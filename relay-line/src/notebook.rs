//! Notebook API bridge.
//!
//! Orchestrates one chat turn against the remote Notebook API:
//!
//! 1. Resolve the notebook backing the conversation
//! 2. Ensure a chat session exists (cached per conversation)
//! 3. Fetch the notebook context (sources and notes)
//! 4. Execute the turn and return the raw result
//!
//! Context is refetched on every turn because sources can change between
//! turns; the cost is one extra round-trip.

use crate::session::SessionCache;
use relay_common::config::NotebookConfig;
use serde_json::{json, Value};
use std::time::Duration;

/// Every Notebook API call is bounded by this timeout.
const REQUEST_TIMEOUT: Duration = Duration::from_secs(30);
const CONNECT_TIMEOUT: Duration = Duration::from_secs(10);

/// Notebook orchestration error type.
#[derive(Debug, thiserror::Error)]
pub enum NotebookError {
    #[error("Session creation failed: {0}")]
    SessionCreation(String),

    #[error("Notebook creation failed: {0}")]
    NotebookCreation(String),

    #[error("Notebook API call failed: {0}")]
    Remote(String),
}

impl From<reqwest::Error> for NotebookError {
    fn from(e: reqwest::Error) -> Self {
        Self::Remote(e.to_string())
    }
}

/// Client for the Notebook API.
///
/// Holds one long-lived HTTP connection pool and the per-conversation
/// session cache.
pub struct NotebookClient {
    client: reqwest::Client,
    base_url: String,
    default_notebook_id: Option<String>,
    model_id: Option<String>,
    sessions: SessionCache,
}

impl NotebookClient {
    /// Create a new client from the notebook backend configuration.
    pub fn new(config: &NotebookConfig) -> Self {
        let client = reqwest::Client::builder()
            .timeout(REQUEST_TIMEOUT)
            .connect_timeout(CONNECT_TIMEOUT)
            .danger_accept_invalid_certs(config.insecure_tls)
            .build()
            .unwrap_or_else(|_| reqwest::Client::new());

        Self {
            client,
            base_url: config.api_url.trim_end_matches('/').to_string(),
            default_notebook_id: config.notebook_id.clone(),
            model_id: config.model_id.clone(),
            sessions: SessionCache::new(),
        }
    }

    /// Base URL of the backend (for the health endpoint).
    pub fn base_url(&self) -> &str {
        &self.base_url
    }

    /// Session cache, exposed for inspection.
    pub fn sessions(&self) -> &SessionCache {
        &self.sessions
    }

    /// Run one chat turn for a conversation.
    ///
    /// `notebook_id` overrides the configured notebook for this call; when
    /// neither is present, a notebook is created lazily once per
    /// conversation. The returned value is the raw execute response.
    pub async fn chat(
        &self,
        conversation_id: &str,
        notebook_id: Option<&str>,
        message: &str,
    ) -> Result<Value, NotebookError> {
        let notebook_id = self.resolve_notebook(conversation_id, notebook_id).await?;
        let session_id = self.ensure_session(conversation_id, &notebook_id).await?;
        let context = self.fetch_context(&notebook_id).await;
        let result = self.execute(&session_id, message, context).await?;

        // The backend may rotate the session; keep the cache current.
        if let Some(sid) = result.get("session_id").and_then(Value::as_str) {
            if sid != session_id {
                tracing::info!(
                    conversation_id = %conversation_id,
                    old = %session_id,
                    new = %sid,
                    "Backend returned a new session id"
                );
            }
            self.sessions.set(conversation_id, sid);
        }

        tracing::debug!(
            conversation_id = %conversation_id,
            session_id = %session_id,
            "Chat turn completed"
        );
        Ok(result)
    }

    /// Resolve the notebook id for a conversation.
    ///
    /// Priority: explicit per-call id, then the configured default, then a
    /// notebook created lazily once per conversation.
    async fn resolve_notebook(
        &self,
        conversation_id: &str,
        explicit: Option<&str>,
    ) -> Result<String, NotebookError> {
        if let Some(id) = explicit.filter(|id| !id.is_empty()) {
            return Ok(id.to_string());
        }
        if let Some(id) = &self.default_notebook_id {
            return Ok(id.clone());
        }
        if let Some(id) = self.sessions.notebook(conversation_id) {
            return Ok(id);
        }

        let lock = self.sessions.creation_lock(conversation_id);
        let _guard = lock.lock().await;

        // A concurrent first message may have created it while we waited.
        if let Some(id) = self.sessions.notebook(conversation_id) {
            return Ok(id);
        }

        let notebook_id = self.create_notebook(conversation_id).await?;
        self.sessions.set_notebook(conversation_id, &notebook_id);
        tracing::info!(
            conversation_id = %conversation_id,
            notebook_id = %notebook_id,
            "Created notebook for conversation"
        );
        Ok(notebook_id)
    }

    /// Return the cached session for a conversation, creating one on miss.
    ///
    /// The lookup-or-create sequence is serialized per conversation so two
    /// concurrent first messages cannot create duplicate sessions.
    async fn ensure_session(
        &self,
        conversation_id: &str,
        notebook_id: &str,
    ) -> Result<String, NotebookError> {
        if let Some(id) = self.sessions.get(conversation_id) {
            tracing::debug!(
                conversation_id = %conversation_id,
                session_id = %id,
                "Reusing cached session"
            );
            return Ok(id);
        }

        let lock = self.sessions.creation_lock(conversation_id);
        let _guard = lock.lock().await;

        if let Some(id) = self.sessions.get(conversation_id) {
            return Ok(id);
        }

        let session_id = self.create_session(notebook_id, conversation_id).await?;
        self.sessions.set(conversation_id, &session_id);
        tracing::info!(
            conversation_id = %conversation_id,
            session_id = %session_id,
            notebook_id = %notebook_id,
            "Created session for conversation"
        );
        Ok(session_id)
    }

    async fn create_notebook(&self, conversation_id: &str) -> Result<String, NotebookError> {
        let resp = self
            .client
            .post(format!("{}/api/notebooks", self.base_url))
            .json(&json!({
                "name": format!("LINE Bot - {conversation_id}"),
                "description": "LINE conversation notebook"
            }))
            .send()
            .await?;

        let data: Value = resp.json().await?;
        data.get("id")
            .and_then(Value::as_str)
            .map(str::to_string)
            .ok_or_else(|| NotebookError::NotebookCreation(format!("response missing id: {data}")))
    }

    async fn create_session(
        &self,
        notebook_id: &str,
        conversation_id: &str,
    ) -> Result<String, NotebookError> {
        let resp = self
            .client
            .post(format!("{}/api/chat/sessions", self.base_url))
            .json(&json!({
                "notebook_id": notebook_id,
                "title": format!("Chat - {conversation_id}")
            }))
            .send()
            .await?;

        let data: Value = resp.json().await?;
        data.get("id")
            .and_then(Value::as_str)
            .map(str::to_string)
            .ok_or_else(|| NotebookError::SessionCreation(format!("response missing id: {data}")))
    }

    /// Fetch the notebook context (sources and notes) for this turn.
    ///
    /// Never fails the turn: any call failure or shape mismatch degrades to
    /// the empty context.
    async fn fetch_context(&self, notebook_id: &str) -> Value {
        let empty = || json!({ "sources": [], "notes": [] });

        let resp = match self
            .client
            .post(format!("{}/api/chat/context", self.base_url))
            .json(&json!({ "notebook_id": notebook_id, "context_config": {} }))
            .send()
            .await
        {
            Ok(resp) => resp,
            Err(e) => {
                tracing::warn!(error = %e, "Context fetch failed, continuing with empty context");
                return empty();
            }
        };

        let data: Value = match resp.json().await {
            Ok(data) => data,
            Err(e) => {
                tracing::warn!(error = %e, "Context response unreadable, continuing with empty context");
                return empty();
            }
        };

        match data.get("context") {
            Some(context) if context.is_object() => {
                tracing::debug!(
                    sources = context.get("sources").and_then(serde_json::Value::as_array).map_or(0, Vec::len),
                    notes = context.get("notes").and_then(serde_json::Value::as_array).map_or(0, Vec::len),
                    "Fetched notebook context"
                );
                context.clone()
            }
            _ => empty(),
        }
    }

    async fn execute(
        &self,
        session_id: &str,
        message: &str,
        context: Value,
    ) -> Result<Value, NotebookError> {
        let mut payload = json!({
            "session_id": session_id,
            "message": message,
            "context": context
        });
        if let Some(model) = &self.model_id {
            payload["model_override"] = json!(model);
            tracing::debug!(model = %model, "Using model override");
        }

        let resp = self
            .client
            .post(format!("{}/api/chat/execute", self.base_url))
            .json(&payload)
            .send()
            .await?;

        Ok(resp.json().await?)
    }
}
☆ ☆ ☆ ☆ ☆
Only one stretch is wanted, so please give again exactly the lines from the start of the data through the line containing "use crate::session::SessionCache;", both ends included.

● **Task result**
filename relay-line/src/notebook.rs
//! Notebook API bridge.
//!
//! Orchestrates one chat turn against the remote Notebook API:
//!
//! 1. Resolve the notebook backing the conversation
//! 2. Ensure a chat session exists (cached per conversation)
//! 3. Fetch the notebook context (sources and notes)
//! 4. Execute the turn and return the raw result
//!
//! Context is refetched on every turn because sources can change between
//! turns; the cost is one extra round-trip.

use crate::session::SessionCache;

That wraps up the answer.